Lo scoppio del conflitto israelo-palestinese da una parte e dall’altra gli interventi terroristici messi in atto dagli Houthi, un gruppo islamico yemenita che a seguito degli accadimenti in Palestina sta portando avanti atti di pirateria nel Mar Rosso, entrambi stanno generando penalizzazioni anche per l’export agroalimentare nazionale .
Dal mese di novembre 2023 ad oggi si sono verificati decine di attacchi eseguiti dagli Houthi contro le navi in transito, che hanno reso necessario individuare rotte alternative. Per tale motivo le compagnie navali hanno dovuto sostituire il passaggio nel canale di Suez, una delle rotte più significative e fra le più economiche con navi di linea che viaggiano dall’Asia verso l’Europa e viceversa, con la più lunga e costosa circumnavigazione dell’Africa.
Secondo i dati del Fondo Monetario Internazionale, fino allo scorso anno, nel canale di Suez transitava il 30% dei flussi navali a livello mondiale con il passaggio in media di 48 navi portacontainer e 25 petroliere ogni giorno. In volumi, si tratta di circa il 12% delle merci movimentate globalmente, pari a 1,4 miliardi di tonnellate di prodotti annui. Per quanto riguarda l’Italia, per il canale di Suez transitava il 32% dell’export agroalimentare italiano via mare, per un valore complessivo di 6 miliardi di euro.
Per bypassare il rischio di attacchi, gran parte dei traffici tra Europa ed Asia sono stati dirottati passando per il capo di Buona Speranza in Sudafrica.

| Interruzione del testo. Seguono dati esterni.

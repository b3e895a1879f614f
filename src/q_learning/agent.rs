//! Q-learning agent
//!
//! Couples a [`QTable`] with ε-greedy action selection. The agent owns the
//! table for the duration of training and hands it back afterwards.

use rand::{Rng, SeedableRng, rngs::StdRng};
use serde::{Deserialize, Serialize};

use crate::{Result, ports::Environment, q_learning::q_table::QTable, types::State};

/// How an action was chosen
#[derive(Debug, Clone, Copy, PartialEq, Eq, Serialize, Deserialize)]
#[serde(rename_all = "snake_case")]
pub enum ActionChoice {
    /// Uniformly random action from the environment
    Explore,
    /// Highest-valued action in the table
    Exploit,
}

fn build_rng(seed: Option<u64>) -> StdRng {
    if let Some(seed) = seed {
        StdRng::seed_from_u64(seed)
    } else {
        StdRng::from_rng(&mut rand::rng())
    }
}

/// Q-learning agent (off-policy TD control)
///
/// Exploitation happens with probability `exploit_probability`: a uniform
/// draw in `[0, 1)` that exceeds it triggers a random action instead.
#[derive(Debug, Clone)]
pub struct QLearningAgent {
    q_table: QTable,
    exploit_probability: f64,
    rng: StdRng,
}

impl QLearningAgent {
    /// Create a new Q-learning agent
    ///
    /// # Arguments
    ///
    /// * `q_table` - Initial value table (carries α and γ)
    /// * `exploit_probability` - Probability of taking the greedy action
    /// * `seed` - Seed for the selection RNG, `None` for entropy
    pub fn new(q_table: QTable, exploit_probability: f64, seed: Option<u64>) -> Self {
        Self {
            q_table,
            exploit_probability,
            rng: build_rng(seed),
        }
    }

    /// ε-greedy action selection
    pub fn select_action<E: Environment>(
        &mut self,
        env: &mut E,
        state: State,
    ) -> Result<(usize, ActionChoice)> {
        if self.rng.random::<f64>() > self.exploit_probability {
            Ok((env.sample_action(&mut self.rng), ActionChoice::Explore))
        } else {
            Ok((self.q_table.greedy_action(state)?, ActionChoice::Exploit))
        }
    }

    /// Apply the Q-learning update for one transition
    pub fn learn(
        &mut self,
        state: State,
        action: usize,
        reward: f64,
        next_state: State,
    ) -> Result<f64> {
        self.q_table
            .q_learning_update(state, action, reward, next_state)
    }

    pub fn q_table(&self) -> &QTable {
        &self.q_table
    }

    pub fn exploit_probability(&self) -> f64 {
        self.exploit_probability
    }

    /// Release the learned table
    pub fn into_q_table(self) -> QTable {
        self.q_table
    }
}
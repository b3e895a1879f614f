//! Common test utilities for the gridq test suite.
//!
//! Environment wrappers and fixtures shared by the integration tests.

#![allow(dead_code)]

use gridq::{
    Result,
    adapters::{GridWorld, GridWorldConfig, Move},
    ports::Environment,
    spaces::{Discrete, TupleSpace},
    types::{Observation, Step},
};
use rand::Rng;

/// Environment wrapper counting resets and steps
pub struct CountingEnv<E> {
    pub inner: E,
    pub resets: usize,
    pub steps: usize,
}

impl<E> CountingEnv<E> {
    pub fn new(inner: E) -> Self {
        Self {
            inner,
            resets: 0,
            steps: 0,
        }
    }
}

impl<E: Environment> Environment for CountingEnv<E> {
    type Info = E::Info;

    fn observation_space(&self) -> TupleSpace {
        self.inner.observation_space()
    }

    fn action_space(&self) -> Discrete {
        self.inner.action_space()
    }

    fn reset(&mut self) -> Result<Observation> {
        self.resets += 1;
        self.inner.reset()
    }

    fn step(&mut self, action: usize) -> Result<Step<E::Info>> {
        self.steps += 1;
        self.inner.step(action)
    }

    fn sample_action<R: Rng>(&mut self, rng: &mut R) -> usize {
        self.inner.sample_action(rng)
    }
}

/// Environment that emits a fixed observation after every step
pub struct ScriptedEnv {
    pub space: TupleSpace,
    pub actions: usize,
    pub next: Observation,
}

impl Environment for ScriptedEnv {
    type Info = ();

    fn observation_space(&self) -> TupleSpace {
        self.space.clone()
    }

    fn action_space(&self) -> Discrete {
        Discrete::new(self.actions)
    }

    fn reset(&mut self) -> Result<Observation> {
        Ok(Observation::new(vec![0, 0]))
    }

    fn step(&mut self, _action: usize) -> Result<Step<()>> {
        Ok(Step {
            observation: self.next.clone(),
            reward: 0.0,
            done: false,
            info: (),
        })
    }
}

/// 2x2 grid with east/south moves and the goal in the bottom-right corner
pub fn two_by_two() -> GridWorld {
    GridWorld::new(GridWorldConfig::new(2, 2).with_moves(vec![Move::East, Move::South]))
        .expect("valid 2x2 grid")
}
//! Environment port - the capability set a learner needs from a task
//!
//! The trainer and the policy extractor never depend on a concrete
//! environment. Anything that can be reset, stepped with a discrete action
//! and describe its spaces can be learned on.

use rand::Rng;

use crate::{
    Result,
    spaces::{Discrete, TupleSpace},
    types::{Observation, Step},
};

/// Environment trait - discrete grid task consumed by the learner
///
/// This trait represents a **port** in hexagonal architecture. Concrete
/// tasks such as [`GridWorld`](crate::adapters::GridWorld) are **adapters**
/// implementing it.
///
/// # Contract
///
/// - Observations carry the agent's `(x, y)` coordinates in their first two
///   components, within the first two members of
///   [`observation_space`](Environment::observation_space).
/// - Actions are indices in `0..action_space().n`.
/// - `step` mutates internal state; calling it after `done` was reported is
///   allowed and must not fail on that account.
///
/// # Examples
///
/// ```
/// use gridq::{
///     Result,
///     ports::Environment,
///     spaces::{Discrete, TupleSpace},
///     types::{Observation, State, Step},
/// };
///
/// /// One-dimensional corridor: action 0 stays, action 1 moves right.
/// struct Corridor {
///     x: usize,
/// }
///
/// impl Environment for Corridor {
///     type Info = ();
///
///     fn observation_space(&self) -> TupleSpace {
///         TupleSpace::grid(3, 1)
///     }
///
///     fn action_space(&self) -> Discrete {
///         Discrete::new(2)
///     }
///
///     fn reset(&mut self) -> Result<Observation> {
///         self.x = 0;
///         Ok(State::new(self.x, 0).into())
///     }
///
///     fn step(&mut self, action: usize) -> Result<Step<()>> {
///         self.x = (self.x + action).min(2);
///         Ok(Step {
///             observation: State::new(self.x, 0).into(),
///             reward: if self.x == 2 { 1.0 } else { 0.0 },
///             done: self.x == 2,
///             info: (),
///         })
///     }
/// }
/// ```
pub trait Environment {
    /// Auxiliary data returned alongside each step
    type Info;

    /// Shape of the observations this environment emits
    fn observation_space(&self) -> TupleSpace;

    /// Discrete actions this environment accepts
    fn action_space(&self) -> Discrete;

    /// Reinitialize internal state and return the initial observation.
    fn reset(&mut self) -> Result<Observation>;

    /// Apply `action` and advance the environment by one step.
    ///
    /// # Errors
    ///
    /// Implementations may reject actions outside the action space.
    fn step(&mut self, action: usize) -> Result<Step<Self::Info>>;

    /// Draw a uniformly random valid action.
    ///
    /// # Default Implementation
    ///
    /// Samples uniformly from [`action_space`](Environment::action_space)
    /// with the caller's generator, keeping seeded runs reproducible.
    fn sample_action<R: Rng>(&mut self, rng: &mut R) -> usize {
        self.action_space().sample(rng)
    }
}
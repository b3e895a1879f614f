//! CLI infrastructure for the gridq toolkit
//!
//! This module provides the command-line interface for training a
//! Q-learning agent on a grid world and printing the extracted policy.

pub mod commands;
pub mod output;
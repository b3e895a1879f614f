//! Greedy policy extraction from a trained Q-table

use std::{
    collections::BTreeMap,
    fs::File,
    io::{BufWriter, Write},
    path::Path,
};

use serde::{Deserialize, Serialize};

use crate::{Error, Result, ports::Environment, q_learning::q_table::QTable, types::State};

/// Whether extraction re-steps the environment
#[derive(Debug, Clone, Copy, Default, PartialEq, Eq, Serialize, Deserialize)]
#[serde(rename_all = "snake_case")]
pub enum ExtractionMode {
    /// Apply each chosen action to the environment while dumping the table.
    /// Rewards and termination flags are discarded.
    #[default]
    Replay,
    /// Read the table only; the environment is left untouched.
    TableOnly,
}

/// One state's entry in an exported policy
#[derive(Debug, Clone, Copy, PartialEq, Eq, Serialize, Deserialize)]
pub struct PolicyEntry {
    pub x: usize,
    pub y: usize,
    pub action: usize,
}

/// Deterministic state → action mapping
#[derive(Debug, Clone, Default, PartialEq, Eq)]
pub struct OptimalPolicy {
    actions: BTreeMap<State, usize>,
}

impl OptimalPolicy {
    /// Action chosen in `state`, if the state is covered
    pub fn action(&self, state: State) -> Option<usize> {
        self.actions.get(&state).copied()
    }

    pub fn len(&self) -> usize {
        self.actions.len()
    }

    pub fn is_empty(&self) -> bool {
        self.actions.is_empty()
    }

    /// Entries in `(x, y)` order
    pub fn iter(&self) -> impl Iterator<Item = (State, usize)> + '_ {
        self.actions.iter().map(|(&state, &action)| (state, action))
    }

    pub fn states(&self) -> impl Iterator<Item = State> + '_ {
        self.actions.keys().copied()
    }

    /// Follow the policy from `start` for at most `limit` steps.
    ///
    /// `transition` maps a state and action to the next state. The walk
    /// stops early at a state the policy does not cover or when a step
    /// leaves the state unchanged. The returned path starts with `start`.
    pub fn trace<F>(&self, start: State, limit: usize, mut transition: F) -> Result<Vec<State>>
    where
        F: FnMut(State, usize) -> Result<State>,
    {
        let mut path = vec![start];
        let mut current = start;
        for _ in 0..limit {
            let Some(action) = self.action(current) else {
                break;
            };
            let next = transition(current, action)?;
            if next == current {
                break;
            }
            path.push(next);
            current = next;
        }
        Ok(path)
    }

    pub fn to_entries(&self) -> Vec<PolicyEntry> {
        self.iter()
            .map(|(state, action)| PolicyEntry {
                x: state.x,
                y: state.y,
                action,
            })
            .collect()
    }

    /// Save the policy as a JSON array of entries
    pub fn save<P: AsRef<Path>>(&self, path: P) -> Result<()> {
        let path = path.as_ref();
        let file = File::create(path).map_err(|source| Error::Io {
            operation: format!("create policy file {}", path.display()),
            source,
        })?;
        let mut writer = BufWriter::new(file);
        serde_json::to_writer_pretty(&mut writer, &self.to_entries())?;
        writer.flush()?;
        Ok(())
    }
}

impl FromIterator<(State, usize)> for OptimalPolicy {
    fn from_iter<T: IntoIterator<Item = (State, usize)>>(iter: T) -> Self {
        Self {
            actions: iter.into_iter().collect(),
        }
    }
}

/// Extract the greedy policy, re-stepping the environment for every state
///
/// Equivalent to [`extract_with_mode`] with [`ExtractionMode::Replay`].
pub fn extract<E: Environment>(env: &mut E, table: &QTable) -> Result<OptimalPolicy> {
    extract_with_mode(env, table, ExtractionMode::Replay)
}

/// Extract the greedy action for every state of the observation space
///
/// States are visited x outer, y inner. Every cell of the space gets an
/// entry regardless of reachability. Ties resolve to the lowest action
/// index.
///
/// # Errors
///
/// Returns [`Error::ShapeMismatch`] if the table was not built for this
/// environment's spaces, or any error raised by the environment.
pub fn extract_with_mode<E: Environment>(
    env: &mut E,
    table: &QTable,
    mode: ExtractionMode,
) -> Result<OptimalPolicy> {
    let (x_dims, y_dims) = env.observation_space().grid_dims()?;
    let expected = (x_dims, y_dims, env.action_space().n);
    if table.shape() != expected {
        return Err(Error::ShapeMismatch {
            table: table.shape(),
            environment: expected,
        });
    }

    let mut actions = BTreeMap::new();
    for x in 0..x_dims {
        for y in 0..y_dims {
            let state = State::new(x, y);
            let action = table.greedy_action(state)?;
            if mode == ExtractionMode::Replay {
                env.step(action)?;
            }
            actions.insert(state, action);
        }
    }

    tracing::debug!(states = actions.len(), ?mode, "extracted greedy policy");
    Ok(OptimalPolicy { actions })
}
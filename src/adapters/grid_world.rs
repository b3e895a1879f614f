//! Deterministic grid-world environment
//!
//! A rectangular maze with a start cell, a goal cell and optional walls.
//! The agent moves one cell per step; moves that would leave the grid or
//! enter a wall leave it in place. Reaching the goal ends the episode.

use std::{collections::BTreeSet, fmt, str::FromStr};

use serde::{Deserialize, Serialize};

use crate::{
    Error, Result,
    ports::Environment,
    q_learning::OptimalPolicy,
    spaces::{Discrete, TupleSpace},
    types::{Observation, State, Step},
};

/// One-cell move on the grid
///
/// `x` grows eastwards and `y` grows southwards.
#[derive(Debug, Clone, Copy, PartialEq, Eq, Hash, Serialize, Deserialize)]
#[serde(rename_all = "snake_case")]
pub enum Move {
    East,
    South,
    West,
    North,
}

impl Move {
    pub const ALL: [Move; 4] = [Move::East, Move::South, Move::West, Move::North];

    /// Offset applied to `(x, y)`
    pub fn delta(self) -> (isize, isize) {
        match self {
            Move::East => (1, 0),
            Move::South => (0, 1),
            Move::West => (-1, 0),
            Move::North => (0, -1),
        }
    }

    /// Glyph used when rendering a policy
    pub fn arrow(self) -> char {
        match self {
            Move::East => '→',
            Move::South => '↓',
            Move::West => '←',
            Move::North => '↑',
        }
    }
}

impl fmt::Display for Move {
    fn fmt(&self, f: &mut fmt::Formatter<'_>) -> fmt::Result {
        let name = match self {
            Move::East => "east",
            Move::South => "south",
            Move::West => "west",
            Move::North => "north",
        };
        f.write_str(name)
    }
}

impl FromStr for Move {
    type Err = Error;

    fn from_str(s: &str) -> Result<Self> {
        match s.trim().to_ascii_lowercase().as_str() {
            "east" | "e" | "right" => Ok(Move::East),
            "south" | "s" | "down" => Ok(Move::South),
            "west" | "w" | "left" => Ok(Move::West),
            "north" | "n" | "up" => Ok(Move::North),
            other => Err(Error::ParseMove {
                input: other.to_string(),
                expected: "east, south, west, north".to_string(),
            }),
        }
    }
}

/// Configuration for a [`GridWorld`]
///
/// # Examples
///
/// ```
/// use gridq::adapters::{GridWorld, GridWorldConfig, Move};
/// use gridq::types::State;
///
/// let config = GridWorldConfig::new(4, 3)
///     .with_goal(State::new(3, 0))
///     .with_walls(vec![State::new(1, 0), State::new(1, 1)])
///     .with_moves(vec![Move::East, Move::North, Move::South]);
/// let world = GridWorld::new(config)?;
/// assert_eq!(world.config().moves.len(), 3);
/// # Ok::<(), gridq::Error>(())
/// ```
#[derive(Debug, Clone, PartialEq, Serialize, Deserialize)]
pub struct GridWorldConfig {
    /// Number of columns (x dimension)
    pub width: usize,
    /// Number of rows (y dimension)
    pub height: usize,
    /// Cell the agent starts each episode in
    pub start: State,
    /// Terminal cell
    pub goal: State,
    /// Impassable cells
    pub walls: Vec<State>,
    /// Action index `i` performs `moves[i]`
    pub moves: Vec<Move>,
    /// Reward for the step that reaches the goal
    pub goal_reward: f64,
    /// Reward for every other step
    pub step_reward: f64,
}

impl GridWorldConfig {
    /// Open `width` by `height` grid from the top-left to the bottom-right
    /// corner with all four moves.
    pub fn new(width: usize, height: usize) -> Self {
        Self {
            width,
            height,
            start: State::new(0, 0),
            goal: State::new(width.saturating_sub(1), height.saturating_sub(1)),
            walls: Vec::new(),
            moves: Move::ALL.to_vec(),
            goal_reward: 1.0,
            step_reward: 0.0,
        }
    }

    pub fn with_start(mut self, start: State) -> Self {
        self.start = start;
        self
    }

    pub fn with_goal(mut self, goal: State) -> Self {
        self.goal = goal;
        self
    }

    pub fn with_walls(mut self, walls: Vec<State>) -> Self {
        self.walls = walls;
        self
    }

    pub fn with_moves(mut self, moves: Vec<Move>) -> Self {
        self.moves = moves;
        self
    }

    pub fn with_rewards(mut self, goal_reward: f64, step_reward: f64) -> Self {
        self.goal_reward = goal_reward;
        self.step_reward = step_reward;
        self
    }

    fn in_bounds(&self, cell: State) -> bool {
        cell.x < self.width && cell.y < self.height
    }

    /// Check the layout is consistent
    pub fn validate(&self) -> Result<()> {
        let invalid = |message: String| Err(Error::InvalidGrid { message });

        if self.width == 0 || self.height == 0 {
            return invalid(format!(
                "grid must be non-empty, got {}x{}",
                self.width, self.height
            ));
        }
        if self.moves.is_empty() {
            return invalid("at least one move is required".to_string());
        }
        if !self.in_bounds(self.start) {
            return invalid(format!("start {} is outside the grid", self.start));
        }
        if !self.in_bounds(self.goal) {
            return invalid(format!("goal {} is outside the grid", self.goal));
        }
        if let Some(wall) = self.walls.iter().find(|w| !self.in_bounds(**w)) {
            return invalid(format!("wall {wall} is outside the grid"));
        }
        if self.walls.contains(&self.start) {
            return invalid(format!("start {} is a wall", self.start));
        }
        if self.walls.contains(&self.goal) {
            return invalid(format!("goal {} is a wall", self.goal));
        }
        if !self.goal_reward.is_finite() || !self.step_reward.is_finite() {
            return invalid("rewards must be finite".to_string());
        }
        Ok(())
    }
}

impl Default for GridWorldConfig {
    fn default() -> Self {
        Self::new(5, 5)
    }
}

/// Auxiliary step data
#[derive(Debug, Clone, Copy, PartialEq, Eq, Serialize, Deserialize)]
pub struct GridInfo {
    /// Steps taken since the last reset, including this one
    pub steps: usize,
    /// The move was stopped by the border or a wall
    pub blocked: bool,
}

/// Deterministic grid-world environment
#[derive(Debug, Clone)]
pub struct GridWorld {
    config: GridWorldConfig,
    walls: BTreeSet<State>,
    position: State,
    steps: usize,
}

impl GridWorld {
    /// Create a grid world from a validated configuration
    pub fn new(config: GridWorldConfig) -> Result<Self> {
        config.validate()?;
        let walls = config.walls.iter().copied().collect();
        Ok(Self {
            position: config.start,
            config,
            walls,
            steps: 0,
        })
    }

    pub fn config(&self) -> &GridWorldConfig {
        &self.config
    }

    /// Agent's current cell
    pub fn position(&self) -> State {
        self.position
    }

    pub fn goal(&self) -> State {
        self.config.goal
    }

    pub fn is_wall(&self, cell: State) -> bool {
        self.walls.contains(&cell)
    }

    /// Cell reached by taking `action` from `state`, without side effects
    ///
    /// # Errors
    ///
    /// Returns an error if `action` is not a valid move index.
    pub fn transition(&self, state: State, action: usize) -> Result<State> {
        let mv = self
            .config
            .moves
            .get(action)
            .ok_or(Error::ActionOutOfBounds {
                action,
                num_actions: self.config.moves.len(),
            })?;
        let (dx, dy) = mv.delta();
        let target = state
            .x
            .checked_add_signed(dx)
            .zip(state.y.checked_add_signed(dy))
            .map(State::from)
            .filter(|cell| self.config.in_bounds(*cell) && !self.is_wall(*cell));
        Ok(target.unwrap_or(state))
    }

    /// Draw the policy as a grid of arrows
    ///
    /// Walls render as `#`, the goal as `G` and cells missing from the
    /// policy as `?`.
    pub fn render_policy(&self, policy: &OptimalPolicy) -> String {
        let mut out = String::new();
        for y in 0..self.config.height {
            for x in 0..self.config.width {
                let cell = State::new(x, y);
                let glyph = if cell == self.config.goal {
                    'G'
                } else if self.is_wall(cell) {
                    '#'
                } else {
                    policy
                        .action(cell)
                        .and_then(|action| self.config.moves.get(action))
                        .map_or('?', |mv| mv.arrow())
                };
                out.push(glyph);
            }
            out.push('\n');
        }
        out
    }
}

impl Environment for GridWorld {
    type Info = GridInfo;

    fn observation_space(&self) -> TupleSpace {
        TupleSpace::grid(self.config.width, self.config.height)
    }

    fn action_space(&self) -> Discrete {
        Discrete::new(self.config.moves.len())
    }

    fn reset(&mut self) -> Result<Observation> {
        self.position = self.config.start;
        self.steps = 0;
        Ok(Observation::from_state(self.position))
    }

    fn step(&mut self, action: usize) -> Result<Step<GridInfo>> {
        let next = self.transition(self.position, action)?;
        let blocked = next == self.position;
        self.position = next;
        self.steps += 1;

        let done = next == self.config.goal;
        let reward = if done {
            self.config.goal_reward
        } else {
            self.config.step_reward
        };

        Ok(Step {
            observation: Observation::from_state(next),
            reward,
            done,
            info: GridInfo {
                steps: self.steps,
                blocked,
            },
        })
    }
}
//! Train command - Train a Q-learning agent on a grid world

use std::path::{Path, PathBuf};

use anyhow::{Context, Result};
use clap::Parser;
use serde::Serialize;

use crate::{
    Error,
    adapters::{GridWorld, GridWorldConfig, Move},
    cli::output::{format_number, format_percent, print_grid, print_section, print_stats_table},
    pipeline::{
        JsonlObserver, MetricsObserver, ProgressObserver, TrainingConfig, TrainingPipeline,
        TrainingResult,
    },
    q_learning::{ExtractionMode, PolicyEntry, extract_with_mode},
    types::State,
};

#[derive(Debug, Serialize)]
struct TrainingSummaryFile {
    training: TrainingResult,
    config: TrainingConfig,
    grid: GridWorldConfig,
    extraction: ExtractionMode,
    policy: Vec<PolicyEntry>,
}

/// Parse a cell given as `x:y`
pub fn parse_cell(value: &str) -> crate::Result<State> {
    let parse_error = || Error::ParseCell {
        input: value.to_string(),
    };
    let (x, y) = value.trim().split_once(':').ok_or_else(parse_error)?;
    let x = x.trim().parse().map_err(|_| parse_error())?;
    let y = y.trim().parse().map_err(|_| parse_error())?;
    Ok(State::new(x, y))
}

/// Parse a comma-separated move list such as `east,south`
pub fn parse_moves(value: &str) -> crate::Result<Vec<Move>> {
    value
        .split(',')
        .filter(|token| !token.trim().is_empty())
        .map(str::parse)
        .collect()
}

fn sanitize_summary_path(raw: &Path) -> PathBuf {
    let mut normalized = raw.to_path_buf();
    let raw_str = raw.as_os_str().to_string_lossy();

    // Treat trailing separators or missing filename as a directory target.
    if raw_str.ends_with(std::path::MAIN_SEPARATOR) || normalized.file_name().is_none() {
        normalized.push("training_summary.json");
        return normalized;
    }

    match normalized.extension().and_then(|ext| ext.to_str()) {
        Some(ext) if ext.eq_ignore_ascii_case("json") => normalized,
        _ => {
            normalized.set_extension("json");
            normalized
        }
    }
}

#[derive(Parser, Debug)]
#[command(about = "Train a Q-learning agent on a grid world", allow_negative_numbers = true)]
pub struct TrainArgs {
    /// Grid width (x dimension)
    #[arg(long, default_value_t = 5)]
    pub width: usize,

    /// Grid height (y dimension)
    #[arg(long, default_value_t = 5)]
    pub height: usize,

    /// Start cell as x:y (defaults to 0:0)
    #[arg(long)]
    pub start: Option<String>,

    /// Goal cell as x:y (defaults to the bottom-right corner)
    #[arg(long)]
    pub goal: Option<String>,

    /// Wall cell as x:y, repeatable
    #[arg(long = "wall")]
    pub walls: Vec<String>,

    /// Comma-separated moves; action i performs the i-th move
    #[arg(long, default_value = "east,south,west,north")]
    pub moves: String,

    /// Reward for reaching the goal
    #[arg(long, default_value_t = 1.0)]
    pub goal_reward: f64,

    /// Reward for every other step
    #[arg(long, default_value_t = 0.0)]
    pub step_reward: f64,

    /// JSON file with a training configuration; flags below override it
    #[arg(long)]
    pub config: Option<PathBuf>,

    /// Number of training episodes
    #[arg(long, short = 'e')]
    pub episodes: Option<usize>,

    /// Step cap per episode
    #[arg(long)]
    pub max_steps: Option<usize>,

    /// Learning rate α
    #[arg(long)]
    pub learning_rate: Option<f64>,

    /// Discount factor γ
    #[arg(long)]
    pub discount_factor: Option<f64>,

    /// Probability of taking the greedy action instead of a random one
    #[arg(long)]
    pub exploit_probability: Option<f64>,

    /// Random seed for reproducibility
    #[arg(long)]
    pub seed: Option<u64>,

    /// Extract the policy from the table without re-stepping the environment
    #[arg(long, default_value_t = false)]
    pub table_only: bool,

    /// Optional path for writing a summary JSON file
    #[arg(long)]
    pub summary: Option<PathBuf>,

    /// Optional path for writing the policy as JSON
    #[arg(long)]
    pub policy: Option<PathBuf>,

    /// Optional file for JSONL observations
    #[arg(long)]
    pub observations: Option<PathBuf>,

    /// Include every value update in the JSONL observations
    #[arg(long, default_value_t = false)]
    pub record_steps: bool,

    /// Show progress bar
    #[arg(long, default_value_t = false)]
    pub progress: bool,
}

impl TrainArgs {
    fn grid_config(&self) -> Result<GridWorldConfig> {
        let mut config = GridWorldConfig::new(self.width, self.height)
            .with_moves(parse_moves(&self.moves)?)
            .with_rewards(self.goal_reward, self.step_reward);
        if let Some(start) = &self.start {
            config = config.with_start(parse_cell(start)?);
        }
        if let Some(goal) = &self.goal {
            config = config.with_goal(parse_cell(goal)?);
        }
        let walls = self
            .walls
            .iter()
            .map(|wall| parse_cell(wall))
            .collect::<crate::Result<Vec<_>>>()?;
        Ok(config.with_walls(walls))
    }

    fn training_config(&self) -> Result<TrainingConfig> {
        let mut config = match &self.config {
            Some(path) => TrainingConfig::load(path)
                .with_context(|| format!("loading training config {}", path.display()))?,
            None => TrainingConfig::default(),
        };
        if let Some(episodes) = self.episodes {
            config.episodes = episodes;
        }
        if let Some(max_steps) = self.max_steps {
            config.max_steps = max_steps;
        }
        if let Some(learning_rate) = self.learning_rate {
            config.learning_rate = learning_rate;
        }
        if let Some(discount_factor) = self.discount_factor {
            config.discount_factor = discount_factor;
        }
        if let Some(exploit_probability) = self.exploit_probability {
            config.exploit_probability = exploit_probability;
        }
        if let Some(seed) = self.seed {
            config.seed = Some(seed);
        }
        config.validate()?;
        Ok(config)
    }
}

pub fn execute(args: TrainArgs) -> Result<()> {
    let grid_config = args.grid_config()?;
    let config = args.training_config()?;
    let mode = if args.table_only {
        ExtractionMode::TableOnly
    } else {
        ExtractionMode::Replay
    };

    let mut world = GridWorld::new(grid_config.clone())?;

    let metrics_observer = MetricsObserver::new();
    let metrics = metrics_observer.handle();
    let mut pipeline =
        TrainingPipeline::new(config.clone()).with_observer(Box::new(metrics_observer));
    if args.progress {
        pipeline = pipeline.with_observer(Box::new(ProgressObserver::new()));
    }
    if let Some(path) = &args.observations {
        let observer = JsonlObserver::new(path)?.with_steps(args.record_steps);
        pipeline = pipeline.with_observer(Box::new(observer));
    }

    let (table, result) = pipeline.run(&mut world)?;
    let policy = extract_with_mode(&mut world, &table, mode)?;

    print_section("Learned policy");
    print_grid(&world.render_policy(&policy));

    print_section("Training statistics");
    let metrics = metrics.borrow();
    print_stats_table(&[
        ("Episodes", format_number(result.episodes)),
        ("Total steps", format_number(result.total_steps)),
        (
            "Goal reached",
            format!(
                "{} ({})",
                result.terminated_episodes,
                format_percent(metrics.success_rate())
            ),
        ),
        ("Mean reward", format!("{:.3}", result.mean_reward)),
        ("Mean steps", format!("{:.1}", result.mean_steps)),
        (
            "Last 10 episodes",
            format!("{:.1} steps", metrics.recent_mean_steps(10)),
        ),
        ("Exploration rate", format_percent(metrics.exploration_rate())),
    ]);

    if let Some(path) = &args.policy {
        policy.save(path)?;
        println!("\nPolicy written to {}", path.display());
    }

    if let Some(raw) = &args.summary {
        let path = sanitize_summary_path(raw);
        if let Some(parent) = path.parent().filter(|p| !p.as_os_str().is_empty()) {
            std::fs::create_dir_all(parent)
                .with_context(|| format!("creating summary directory {}", parent.display()))?;
        }
        let summary = TrainingSummaryFile {
            training: result,
            config,
            grid: grid_config,
            extraction: mode,
            policy: policy.to_entries(),
        };
        let file = std::fs::File::create(&path)
            .with_context(|| format!("creating summary file {}", path.display()))?;
        serde_json::to_writer_pretty(file, &summary)?;
        println!("\nSummary written to {}", path.display());
    }

    Ok(())
}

Il cambiamento, secondo un’analisi del Centro Studi Divulga, ha allungato del 40% i tempi dei trasporti ritardando le consegne di oltre due settimane, con conseguenze non indifferenti sul deperimento delle merci. E l’impatto sulle tariffe è stato pesante: il nuovo percorso comporta un maggior consumo di carburante, costi più elevati del personale e delle tariffe assicurative per navi e merci, tanto che da dicembre 2023 a gennaio 2024 le quotazioni del trasporto dal Mediterraneo alla Cina sono cresciute del 659%.
La situazione di tensione mette a rischio, tra le altre cose, le consegne di ortofrutta italiana destinata in Asia, dalle mele ai kiwi – oltre 200 milioni di chili lo scorso anno – con la perdita di fette importanti di mercato che sarebbero poi difficili da recuperare.
Ad oggi la produzione frutticola cuneese destinata in Oriente non ha subìto gravi conseguenze, perché quando sono iniziati gli attacchi Houthi in risposta alla crisi mediorientale e sono state ridisegnate le rotte navali, era già stato immesso sul mercato il 65% delle mele e dei kiwi prodotti nella Granda. Ma in vista della nuova annata frutticola, le prospettive per l’export di frutta Made in Cuneo nei Paesi asiatici non sono incoraggianti.
“A tutto ciò si aggiungono le barriere commerciali che – evidenzia Coldiretti Cuneo – stringono la nostra frutta nella morsa del protezionismo. Ad esempio, le nostre pere nashi non possono andare in Cina perché non è stata ancora concessa l’autorizzazione fitosanitaria (mentre i nashi cinesi arrivano regolarmente sulle nostre tavole) e finché non è chiuso il dossier pere non si può iniziare a parlare di mele, perché i cinesi affrontano un dossier alla volta. Porte sbarrate anche ai kiwi nostrani in Giappone perché non è ancora completato il dossier fitosanitario aperto dal 2008, in barba all’accordo di libero scambio Jeta siglato dall’Unione europea con il Governo nipponico”.